The study of evolution is beset with frustration, most of the empirical variety (inadequacy of the fossil record, our inability to track and document enough members of a population). But the profession also features some persistent logical puzzles, most treated (and some resolved) by Darwin himself. Several take a similar form, roughly: “I can figure out why a particular feature is useful to an organism once it develops, but how could it arise in the first place?” I have treated one standard form of this puzzle in several essays—the “10 percent of a wing” problem, or how can wings evolve if tiny initial stages could confer no aerodynamic benefit? Darwin’s solution, now experimentally confirmed (see Essay 9 in
Bully for Brontosaurus
), argues that initial stages functioned in a different manner (perhaps for thermoregulation in the case of incipient wings), and were later coopted, when large enough, for their current use in flight.

A related and equally thorny problem asks why a useful evolutionary trend can begin in the first place and why one pathway is taken in a large potential field. The knee-jerk adaptationist answer—“because the evolved feature works so well (and must therefore, in some sense, have been prefavored as a solution)”—simply will not do, for current utility and historical origin are entirely separate issues. (What, in nature, works better than a wing?—and yet we all agree that benefit in flight did not initiate the trend).

Darwin also thought about this issue and proposed a solution. His argument features a trio of important properties: it is interesting, probably correct, and largely unappreciated. Darwin considered the classic case of mimicry in butterflies—the convergence of a tasty species on the pattern of a noxious form, all the better to fool predators (viceroy on monarch, for example). A potential mimic may share an environment with one hundred other butterfly species. Why converge upon one, rather than any of the ninety-nine others? And why initiate such a trend at all among so many other evolutionary possibilities? Darwin argued that the inception must reside in accident, whatever the predictable character of the trend once it starts, and whatever the resulting benefit. The mimic’s ancestor must begin with a slight and fortuitous resemblance to the species eventually copied. Such predispositions can only be chancy, for a species cannot know its complex future. A beginning “leg up” can nudge the trend into a particular path.
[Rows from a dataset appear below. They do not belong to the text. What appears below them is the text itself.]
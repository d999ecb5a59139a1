//! ViewPort — what the controller needs from a display.
//!
//! Rendering and waiting are separate calls so the controller's state
//! machine never touches the terminal directly. The terminal implementation
//! lives in [`crate::tui`].

use async_trait::async_trait;

use crate::lines::LineSet;

/// The display failed (terminal I/O).
#[derive(Debug, thiserror::Error)]
#[error("terminal error: {0}")]
pub struct ViewError(#[from] pub std::io::Error);

#[async_trait]
pub trait ViewPort: Send {
    /// Announce the stage about to run. `step` is 1-based.
    fn show_stage(
        &mut self,
        step: usize,
        total: usize,
        label: &str,
        command: &str,
    ) -> Result<(), ViewError>;

    /// Show the lines a stage produced.
    fn show_output(&mut self, step: usize, lines: &LineSet) -> Result<(), ViewError>;

    /// Show a message that ends the run.
    fn show_error(&mut self, message: &str) -> Result<(), ViewError>;

    /// Block until the user presses a key. Which key is irrelevant.
    async fn await_ack(&mut self) -> Result<(), ViewError>;
}
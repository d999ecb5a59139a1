//! Terminal session guard — raw mode + alternate screen for as long as it lives.
//!
//! Dropping the session restores the terminal, so every exit path (normal
//! end, halted run, `?` error, unwinding panic) leaves the shell usable.

use std::io::{self, Stdout};

use crossterm::cursor::{Hide, Show};
use crossterm::execute;
use crossterm::terminal::{
    disable_raw_mode, enable_raw_mode, EnterAlternateScreen, LeaveAlternateScreen,
};
use ratatui::backend::CrosstermBackend;
use ratatui::Terminal;
use tracing::warn;

pub struct TerminalSession {
    pub terminal: Terminal<CrosstermBackend<Stdout>>,
}

impl TerminalSession {
    pub fn enter() -> io::Result<Self> {
        enable_raw_mode()?;

        let mut stdout = io::stdout();
        if let Err(e) = execute!(stdout, EnterAlternateScreen, Hide) {
            let _ = disable_raw_mode();
            return Err(e);
        }

        let terminal = match Terminal::new(CrosstermBackend::new(stdout)) {
            Ok(t) => t,
            Err(e) => {
                let _ = disable_raw_mode();
                let _ = execute!(io::stdout(), LeaveAlternateScreen, Show);
                return Err(e);
            }
        };

        // From here on Drop undoes everything.
        let mut session = Self { terminal };
        session.terminal.clear()?;
        Ok(session)
    }
}

impl Drop for TerminalSession {
    fn drop(&mut self) {
        if let Err(e) = disable_raw_mode() {
            warn!(error = %e, "failed to leave raw mode");
        }
        let _ = execute!(
            self.terminal.backend_mut(),
            LeaveAlternateScreen,
            Show
        );
    }
}
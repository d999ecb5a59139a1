//! Terminal view — ratatui presentation of a pipeline run.
//!
//! Model (`Screen`) + View (`layout::draw`). Every `show_*` call updates
//! the model and repaints the whole frame; `await_ack` only reads input.

pub mod app;
pub mod layout;
pub mod session;
pub mod text;

use std::io;

use async_trait::async_trait;
use crossterm::event::{Event, EventStream, KeyEventKind};
use futures_util::{Stream, StreamExt};
use tracing::debug;

use crate::lines::LineSet;
use crate::view::{ViewError, ViewPort};

use app::Screen;
use session::TerminalSession;

/// [`ViewPort`] backed by the real terminal.
pub struct TuiView {
    session: TerminalSession,
    events: EventStream,
    screen: Screen,
}

impl TuiView {
    /// Take over the terminal and draw the empty panels.
    pub fn enter() -> Result<Self, ViewError> {
        let mut view = Self {
            session: TerminalSession::enter()?,
            events: EventStream::new(),
            screen: Screen::default(),
        };
        view.render()?;
        Ok(view)
    }

    fn render(&mut self) -> Result<(), ViewError> {
        render(&mut self.session, &self.screen)
    }
}

fn render(session: &mut TerminalSession, screen: &Screen) -> Result<(), ViewError> {
    session.terminal.draw(|f| layout::draw(f, screen))?;
    Ok(())
}

/// Consume `events` until a key press. Resizes call `on_resize`; everything
/// else is skipped. A closed stream is an error, not an acknowledgment.
pub(crate) async fn wait_for_press<S, R>(events: &mut S, mut on_resize: R) -> Result<(), ViewError>
where
    S: Stream<Item = io::Result<Event>> + Unpin,
    R: FnMut() -> Result<(), ViewError>,
{
    while let Some(event) = events.next().await {
        match event? {
            // Release/repeat events would double-advance on some platforms.
            Event::Key(key) if key.kind == KeyEventKind::Press => {
                debug!(code = ?key.code, "acknowledged");
                return Ok(());
            }
            Event::Resize(..) => on_resize()?,
            _ => {}
        }
    }
    Err(ViewError(io::Error::new(
        io::ErrorKind::UnexpectedEof,
        "terminal input closed",
    )))
}

#[async_trait]
impl ViewPort for TuiView {
    fn show_stage(
        &mut self,
        step: usize,
        total: usize,
        label: &str,
        command: &str,
    ) -> Result<(), ViewError> {
        self.screen.begin_stage(step, total, label, command);
        self.render()
    }

    fn show_output(&mut self, step: usize, lines: &LineSet) -> Result<(), ViewError> {
        self.screen.show_output(step, lines);
        self.render()
    }

    fn show_error(&mut self, message: &str) -> Result<(), ViewError> {
        self.screen.show_error(message);
        self.render()
    }

    async fn await_ack(&mut self) -> Result<(), ViewError> {
        let Self {
            session,
            events,
            screen,
        } = self;
        wait_for_press(events, || render(session, screen)).await
    }
}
The path itself will be carved by the deterministic force of natural selection, but the push into the path requires a bit of luck. Without an initiation in nonadaptive good fortune, the final and stunning adaptation could never evolve.

I am tempted to call this logical solution the “great seal principle,” to honor the motto of our national emblem (engraved on the flip side of a dollar bill)—
annuit coeptis
. The agent is usually construed as God and the line, following our gender-biased tradition, therefore translated as “he smiles on our beginnings.” But the Latin third-person singular is androgynous, and I prefer to think of the agent as Lady Luck—therefore, “she smiles on the initiations.”

Darwin’s argument is theoretically sound as an abstract resolution of a conceptual puzzle—one of the logical frustrations of my introduction. But have we any evidence that nature actually bows to the reason of our arguments? This issue is particularly important in evolutionary biology because we so often make the mistake of assuming that we understand the origin of a feature just because it now works so well. Consider, for example, the large set of “showy” male organs—from peacocks’ tails to deer antlers to elaborate behavioral displays in birds-of-paradise—that presumably evolved in the process identified by Darwin as “sexual selection.” In one category of sexual selection, called “female choice” by Darwin, these elaborate structures (encumbrances in any other context) develop and enlarge because females prefer the bigger or more decorated males. Female choice may explain the extensive and gaudy patterning, but why tail feathers in the first place? Why not one of a hundred alternatives—head plumes, elaborate calls, or the more common mammalian analog of old-fashioned male bullying?

Several evolutionists, in the past few years, have thought more deeply about the difference between origins and later pathways and have taken Darwin’s problem and solution more seriously. They have realized that the pathways set by female choice must often involve an important initiating component of preexisting bias in sensory and cognitive systems. Females, after all, perceive and process information in a limited number of ways based on broad features of brain and sense organs that obviously did not evolve in order to prefer showy tail feathers in some unspecified future. Relative to tail feathers, or antlers, or complex behavioral displays, these biases are components of good fortune that permit the initiation of a particular trend. Two recent studies have provided excellent evidence for the great seal principle by combining experimental data on female choice, with a documentation of preexisting sensory biases in a genealogical context that validates an evolutionary argument.

Fish tails
. When we think of the conjunction of weaponry and fishes, we usually picture a large and graceful marine species with a sword for a snout and a lovely name of classical redundancy—
Xiphias gladius
, the swordfish (
xiphias
is a Greek sword;
gladius
, a Latin counterpart, as in the gladiator who wields it in combat). But a much smaller, Central American, fresh-water relative of the guppy, also bears a sword—this time at the rear end, formed after sexual maturity, and only in males, by an elongation of rays at the base of the caudal (tail) fin.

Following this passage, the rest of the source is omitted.